(Beginning of Input data)

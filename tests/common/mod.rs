//! Scripted backends and a fake audio monitor for driving the orchestrator

#![allow(dead_code)]

use async_trait::async_trait;
use murmur::audio::AudioMonitor;
use murmur::config::{DialogueSettings, RecognitionSettings, SynthesisSettings};
use murmur::{
    BackendFactory, DialogueClient, DialogueRequest, MessageStorage, Orchestrator,
    OrchestratorEvent, OrchestratorHandle, PlaybackHandle, RecordingMode, Settings,
    SettingsStore, SpeechRecognizer, SpeechSynthesizer, TurnState,
};
use parking_lot::Mutex;
use std::path::PathBuf;
use std::sync::atomic::{AtomicBool, AtomicUsize, Ordering};
use std::sync::Arc;
use std::time::Duration;
use tokio::sync::Notify;

/// What the fake backends answer
pub struct Script {
    pub transcript: Result<String, String>,
    pub response: Result<String, String>,
    pub synthesis_fails: bool,
    /// Held before recognition construction completes
    pub build_gate: Option<Arc<Notify>>,
    /// Held before the dialogue call returns
    pub dialogue_gate: Option<Arc<Notify>>,

    pub builds: AtomicUsize,
    pub recognitions: AtomicUsize,
    pub playbacks: AtomicUsize,
    pub requests: Mutex<Vec<DialogueRequest>>,
}

impl Default for Script {
    fn default() -> Self {
        Self {
            transcript: Ok("hello".to_string()),
            response: Ok("hi there".to_string()),
            synthesis_fails: false,
            build_gate: None,
            dialogue_gate: None,
            builds: AtomicUsize::new(0),
            recognitions: AtomicUsize::new(0),
            playbacks: AtomicUsize::new(0),
            requests: Mutex::new(Vec::new()),
        }
    }
}

impl Script {
    pub fn builds(&self) -> usize {
        self.builds.load(Ordering::SeqCst)
    }

    pub fn playbacks(&self) -> usize {
        self.playbacks.load(Ordering::SeqCst)
    }

    pub fn recognitions(&self) -> usize {
        self.recognitions.load(Ordering::SeqCst)
    }

    pub fn last_request(&self) -> Option<DialogueRequest> {
        self.requests.lock().last().cloned()
    }
}

struct ScriptedBackend(Arc<Script>);

#[async_trait]
impl SpeechRecognizer for ScriptedBackend {
    async fn recognize(&self, samples: &[i16]) -> anyhow::Result<String> {
        assert!(!samples.is_empty());
        self.0.recognitions.fetch_add(1, Ordering::SeqCst);
        self.0.transcript.clone().map_err(anyhow::Error::msg)
    }
}

#[async_trait]
impl DialogueClient for ScriptedBackend {
    async fn send(&self, request: &DialogueRequest) -> anyhow::Result<String> {
        self.0.requests.lock().push(request.clone());
        if let Some(gate) = &self.0.dialogue_gate {
            gate.notified().await;
        }
        self.0.response.clone().map_err(anyhow::Error::msg)
    }
}

#[async_trait]
impl SpeechSynthesizer for ScriptedBackend {
    async fn speak(&self, _text: &str) -> anyhow::Result<Box<dyn PlaybackHandle>> {
        if self.0.synthesis_fails {
            anyhow::bail!("synthesis service unavailable");
        }
        Ok(Box::new(ScriptedPlayback(Arc::clone(&self.0))))
    }
}

struct ScriptedPlayback(Arc<Script>);

#[async_trait]
impl PlaybackHandle for ScriptedPlayback {
    async fn wait_for_completion(&mut self) -> anyhow::Result<()> {
        tokio::task::yield_now().await;
        self.0.playbacks.fetch_add(1, Ordering::SeqCst);
        Ok(())
    }
}

pub struct ScriptedFactory(pub Arc<Script>);

#[async_trait]
impl BackendFactory for ScriptedFactory {
    async fn recognizer(
        &self,
        _settings: &RecognitionSettings,
    ) -> anyhow::Result<Arc<dyn SpeechRecognizer>> {
        self.0.builds.fetch_add(1, Ordering::SeqCst);
        if let Some(gate) = &self.0.build_gate {
            gate.notified().await;
        }
        Ok(Arc::new(ScriptedBackend(Arc::clone(&self.0))))
    }

    async fn dialogue(&self, _settings: &DialogueSettings) -> anyhow::Result<Arc<dyn DialogueClient>> {
        Ok(Arc::new(ScriptedBackend(Arc::clone(&self.0))))
    }

    async fn synthesizer(
        &self,
        _settings: &SynthesisSettings,
    ) -> anyhow::Result<Arc<dyn SpeechSynthesizer>> {
        Ok(Arc::new(ScriptedBackend(Arc::clone(&self.0))))
    }
}

#[derive(Default)]
pub struct MockMonitor {
    capturing: AtomicBool,
    /// Makes every `start_capture` fail while set
    pub fail_start: AtomicBool,
    pub starts: AtomicUsize,
    pub stops: AtomicUsize,
}

impl MockMonitor {
    pub fn starts(&self) -> usize {
        self.starts.load(Ordering::SeqCst)
    }

    pub fn stops(&self) -> usize {
        self.stops.load(Ordering::SeqCst)
    }

    pub fn capturing(&self) -> bool {
        self.capturing.load(Ordering::SeqCst)
    }

    /// The detector ending a capture on its own
    pub fn end_capture(&self) {
        self.capturing.store(false, Ordering::SeqCst);
    }
}

impl AudioMonitor for MockMonitor {
    fn start_capture(&self) -> anyhow::Result<()> {
        if self.fail_start.load(Ordering::SeqCst) {
            anyhow::bail!("input device unavailable");
        }
        self.starts.fetch_add(1, Ordering::SeqCst);
        self.capturing.store(true, Ordering::SeqCst);
        Ok(())
    }

    fn stop_capture(&self) {
        self.stops.fetch_add(1, Ordering::SeqCst);
        self.capturing.store(false, Ordering::SeqCst);
    }

    fn is_capturing(&self) -> bool {
        self.capturing.load(Ordering::SeqCst)
    }

    fn level(&self) -> f32 {
        0.25
    }
}

pub fn valid_settings(mode: RecordingMode) -> Settings {
    let mut settings = Settings::default().with_recording_mode(mode);
    settings.recognition.model_path = Some(PathBuf::from("/models/ggml-base.en.bin"));
    settings.dialogue.api_key = Some("sk-test".to_string());
    settings
}

pub struct Harness {
    pub orchestrator: Arc<Orchestrator>,
    pub handle: OrchestratorHandle,
    pub monitor: Arc<MockMonitor>,
    pub history: MessageStorage,
    pub settings: SettingsStore,
    pub script: Arc<Script>,
}

impl Harness {
    pub fn new(script: Script, settings: Settings) -> Self {
        let script = Arc::new(script);
        let monitor = Arc::new(MockMonitor::default());
        let history = MessageStorage::new();
        let settings = SettingsStore::new(settings);

        let (orchestrator, handle) = Orchestrator::new(
            Arc::new(ScriptedFactory(Arc::clone(&script))),
            settings.clone(),
            monitor.clone(),
            Arc::new(history.clone()),
        );

        Self {
            orchestrator,
            handle,
            monitor,
            history,
            settings,
            script,
        }
    }

    pub fn state(&self) -> TurnState {
        self.orchestrator.state()
    }

    pub fn events(&self) -> Vec<OrchestratorEvent> {
        std::iter::from_fn(|| self.handle.try_recv_event()).collect()
    }

    /// Poll until the orchestrator reaches `state`
    pub async fn wait_for_state(&self, state: TurnState) {
        for _ in 0..200 {
            if self.state() == state {
                return;
            }
            tokio::time::sleep(Duration::from_millis(5)).await;
        }
        panic!("timed out waiting for {}, still {}", state, self.state());
    }
}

(End of Input data)

● Work to complete: Check each line of the data for the string "SettingsStore" and state how many lines contain it, without any other output.

● Result of this exercise: 3